ABOUT THIS TASK: Each line of the listing below that includes "Envelope" should be reported.

SOURCE DATA:
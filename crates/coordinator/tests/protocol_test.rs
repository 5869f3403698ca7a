//! Coordinator behaviour against a hand-driven scheduler machine.

mod common;

use std::thread::JoinHandle;

use strads_coordinator::{Coordinator, CoordinatorError, RoundHandler};
use strads_core::StradsConfig;
use strads_wire::{link_pair, Endpoint, Envelope, Link, Message, PhaseMessage};

use common::CountingHandler;

fn config() -> StradsConfig {
    StradsConfig::from_toml(
        r#"
[scheduler]
modelsize = 20
maxset = 3

[cluster]
threads_per_scheduler = 2

[run]
iterations = 10
logfreq = 5
switch_iter = 5
"#,
    )
    .unwrap()
}

/// Consume a start or restart and its init chunks; returns the declared
/// task count.
fn take_start(link: &Link) -> u64 {
    let params = match link.recv().unwrap().message {
        Message::SchedStart { params, .. } | Message::SchedRestart { params, .. } => params,
        other => panic!("expected start, got {}", other.name()),
    };
    let mut received = 0;
    for _ in 0..params.chunks {
        match link.recv().unwrap().message {
            Message::InitVal { entries, .. } => received += entries.len() as u64,
            other => panic!("expected init chunk, got {}", other.name()),
        }
    }
    assert_eq!(received, params.taskcnt);
    params.taskcnt
}

fn ack(link: &Link, taskcnt: u64) {
    link.send(Envelope::new(Message::StartAck { mid: 0, taskcnt }))
        .unwrap();
}

fn phase(link: &Link, gid: i32, ids: Vec<u64>) {
    link.send(
        Envelope::new(Message::Phase(PhaseMessage {
            mid: 0,
            thrdgid: gid,
            task_ids: ids,
        }))
        .with_partition(gid as u64),
    )
    .unwrap();
}

fn expect_shutdown(link: &Link) {
    loop {
        match link.recv().unwrap().message {
            Message::Shutdown => return,
            Message::WeightUpdate { .. } => continue,
            other => panic!("expected shutdown, got {}", other.name()),
        }
    }
}

fn run_against(fake: impl FnOnce(Link) + Send + 'static) -> Result<(), CoordinatorError> {
    let (coord, machine) = link_pair(100, 0);
    let handle: JoinHandle<()> = std::thread::spawn(move || fake(machine));
    let mut coordinator = Coordinator::new(config(), vec![coord], CountingHandler::default())?;
    let result = coordinator.run().map(|_| ());
    handle.join().unwrap();
    result
}

#[test]
fn short_ack_is_rejected() {
    let err = run_against(|link| {
        let taskcnt = take_start(&link);
        ack(&link, taskcnt - 1);
        expect_shutdown(&link);
    })
    .unwrap_err();
    assert!(matches!(
        err,
        CoordinatorError::AckMismatch {
            mid: 0,
            declared: 20,
            acked: 19
        }
    ));
}

#[test]
fn phase_from_unknown_partition_is_fatal() {
    let err = run_against(|link| {
        ack(&link, take_start(&link));
        phase(&link, 0, vec![1, 2]);
        phase(&link, 1, vec![11, 12]);
        ack(&link, take_start(&link));
        phase(&link, 7, vec![1]);
        expect_shutdown(&link);
    })
    .unwrap_err();
    assert!(matches!(err, CoordinatorError::Protocol(_)), "{err}");
}

#[test]
fn phase_during_start_handshake_is_kept() {
    // The phase arrives before the restart ack; the coordinator must still
    // answer it once the round loop begins.
    let result = run_against(|link| {
        ack(&link, take_start(&link));
        phase(&link, 0, vec![1]);
        phase(&link, 1, vec![11]);
        take_start(&link);
        phase(&link, 0, vec![4, 5]);
        ack(&link, 20);
        match link.recv().unwrap().message {
            Message::WeightUpdate {
                thrdgid, entries, ..
            } => {
                assert_eq!(thrdgid, 0);
                assert_eq!(entries.len(), 2);
            }
            other => panic!("expected weight update, got {}", other.name()),
        }
        // Drop the link: the coordinator fails on the disconnect.
    });
    assert!(matches!(result, Err(CoordinatorError::Wire(_))));
}

struct ShortWeights;

impl RoundHandler for ShortWeights {
    type Partial = ();

    fn dispatch_scheduling(&mut self, _: &PhaseMessage) -> Result<(), CoordinatorError> {
        Ok(())
    }

    fn do_msgcombiner(&mut self, _: &PhaseMessage) -> Result<(), CoordinatorError> {
        Ok(())
    }

    fn do_aggregate(&mut self, _: &PhaseMessage, _: &()) -> Result<(), CoordinatorError> {
        Ok(())
    }

    fn update_weight(&mut self, _: &PhaseMessage, _: &()) -> Result<Vec<f64>, CoordinatorError> {
        Ok(vec![1.0])
    }

    fn objective(&mut self) -> Result<f64, CoordinatorError> {
        Ok(0.0)
    }

    fn set_initial_priority(&mut self, _: &mut [f64]) {}
}

#[test]
fn weight_count_must_match_phase() {
    let (coord, link) = link_pair(100, 0);
    let fake = std::thread::spawn(move || {
        ack(&link, take_start(&link));
        phase(&link, 0, vec![1]);
        phase(&link, 1, vec![11]);
        ack(&link, take_start(&link));
        phase(&link, 1, vec![11, 12]);
        expect_shutdown(&link);
    });
    let mut coordinator = Coordinator::new(config(), vec![coord], ShortWeights).unwrap();
    let err = coordinator.run().unwrap_err();
    fake.join().unwrap();
    assert!(matches!(err, CoordinatorError::Handler(_)), "{err}");
}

OUTPUT FOR THIS TASK:
use strads_wire::{link_pair, Endpoint, Envelope, Link, Message, PhaseMessage};
    link.send(Envelope::new(Message::StartAck { mid: 0, taskcnt }))
        Envelope::new(Message::Phase(PhaseMessage {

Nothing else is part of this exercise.